Hay temas, eventos y tradiciones tan enraizados en la vida cotidiana que pueden, de pleno, llegar a identificarse y a formar parte sustancial de ella y de su contextualidad imaginaria.

En tal situación –como determinante prueba de constatación– el intervencionismo selectivo de la interdisciplinaridad/intertextualidad artística, múltiple y poliforme, pronto acude a completar, con su revulsivo quehacer, la consagrada ratificación estética y simbólica, entrando así a incrementar su documentado estatus representativo, deviniendo parte imprescindible de su incrementada memoria visual y literaria.

Tal ha sucedido, en su diacronía, con el valenciano Tribunal de las Aguas, institución de dilatado recorrido histórico, asumida testimonial y metonímicamente como memorable imagen de una tradición cultural, viva y consuetudinaria.
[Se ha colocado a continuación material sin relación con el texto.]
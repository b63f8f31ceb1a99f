//! Descriptor fixtures

/// Minimal valid descriptor
#[allow(dead_code)]
pub const VALID_DESCRIPTOR: &str = r#"{
  "name": "shop",
  "server": { "host": "203.0.113.10", "user": "deploy", "port": 22 },
  "deploy": { "path": "/var/www/shop" },
  "env": { "PORT": 4000 }
}
"#;

/// Descriptor without `server.host`
#[allow(dead_code)]
pub const MISSING_HOST_DESCRIPTOR: &str = r#"{
  "server": { "user": "deploy" },
  "deploy": { "path": "/var/www/shop" }
}
"#;
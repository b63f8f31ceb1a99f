pub mod error;
pub mod header;
pub mod summary;
pub mod warning;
Entidad vinculada, concretamente, como es bien sabido, a la administración de justicia y a las ejemplarizantes funciones de un gobierno autogestionario, referente no solo al uso y aprovechamiento de las aguas de riego, sino también a la red de acequias y turnos de repartición, con el plexo de los posibles conflictos, diatribas y enfrentamientos derivados de la compleja interacción social y material que todo ese engranaje socio-económico-cultural conlleva.

Las artes, fundadas, a menudo, en ese suelo nutricio de la historia y en el orgullo originario de la excepcionalidad identitaria, no han dejado, pues, de documentar –a través de su imaginación reproductiva, de sus singulares recursos plásticos, así como de los diversificados procedimientos figurativos empleados– toda una serie de composiciones escenográficas, de especial fuerza narrativa y sobrevenidas connotaciones en torno al paradigmático tema.
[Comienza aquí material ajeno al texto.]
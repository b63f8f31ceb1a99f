//! Box-drawing glyphs for framed output

use crate::ui::theme;

/// Frame glyphs for one terminal capability level
#[derive(Debug, Clone, Copy, PartialEq, Eq)]
pub struct BorderSet {
    top_left: &'static str,
    top_right: &'static str,
    bottom_left: &'static str,
    bottom_right: &'static str,
    horizontal: &'static str,
    pub vertical: &'static str,
}

impl BorderSet {
    /// Rounded glyphs on unicode terminals, `+-|` elsewhere
    pub fn new(supports_unicode: bool) -> Self {
        if supports_unicode {
            Self {
                top_left: theme::borders::TOP_LEFT,
                top_right: theme::borders::TOP_RIGHT,
                bottom_left: theme::borders::BOTTOM_LEFT,
                bottom_right: theme::borders::BOTTOM_RIGHT,
                horizontal: theme::borders::HORIZONTAL,
                vertical: theme::borders::VERTICAL,
            }
        } else {
            Self {
                top_left: theme::borders_ascii::TOP_LEFT,
                top_right: theme::borders_ascii::TOP_RIGHT,
                bottom_left: theme::borders_ascii::BOTTOM_LEFT,
                bottom_right: theme::borders_ascii::BOTTOM_RIGHT,
                horizontal: theme::borders_ascii::HORIZONTAL,
                vertical: theme::borders_ascii::VERTICAL,
            }
        }
    }

    /// Top edge spanning `inner` columns
    pub fn top(&self, inner: usize) -> String {
        self.edge(self.top_left, self.top_right, inner)
    }

    /// Bottom edge spanning `inner` columns
    pub fn bottom(&self, inner: usize) -> String {
        self.edge(self.bottom_left, self.bottom_right, inner)
    }

    fn edge(&self, left: &str, right: &str, inner: usize) -> String {
        format!("{}{}{}", left, self.horizontal.repeat(inner), right)
    }
}

#[cfg(test)]
mod tests {
    use super::*;

    #[test]
    fn ascii_edges() {
        let set = BorderSet::new(false);
        assert_eq!(set.top(3), "+---+");
        assert_eq!(set.bottom(0), "++");
        assert_eq!(set.vertical, "|");
    }

    #[test]
    fn unicode_edges_are_rounded() {
        let set = BorderSet::new(true);
        assert_eq!(set.top(1), "╭─╮");
        assert_eq!(set.bottom(1), "╰─╯");
    }
}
Recordemos, escalonadamente, a modo de estricto y oportuno ejemplo, algunos de tales aportes históricos en torno al Tribunal de las Aguas. Desde los grabados de Gustavo Doré (1832-1883) a las pinturas de Bernardo Ferrándiz (1835-1885), desde la novela La barraca de Blasco Ibáñez (1867-1928) a los grabados y acuarelas de Ernesto Furió (1902-1995).

Sin olvidar tampoco, en esta cadena de destacados efectos, la serie conformada por la numerosísima literatura de viajes que, al recalar sus autores en estas tierras –atraídos, siglo tras siglo, por la poderosa llamada de la voz del sur–, se convirtieron en caja de resonancia y testimonio directo de tan excepcional y originario evento, obligadamente rememorado en su correspondencia, apuntes, estudios y memorias.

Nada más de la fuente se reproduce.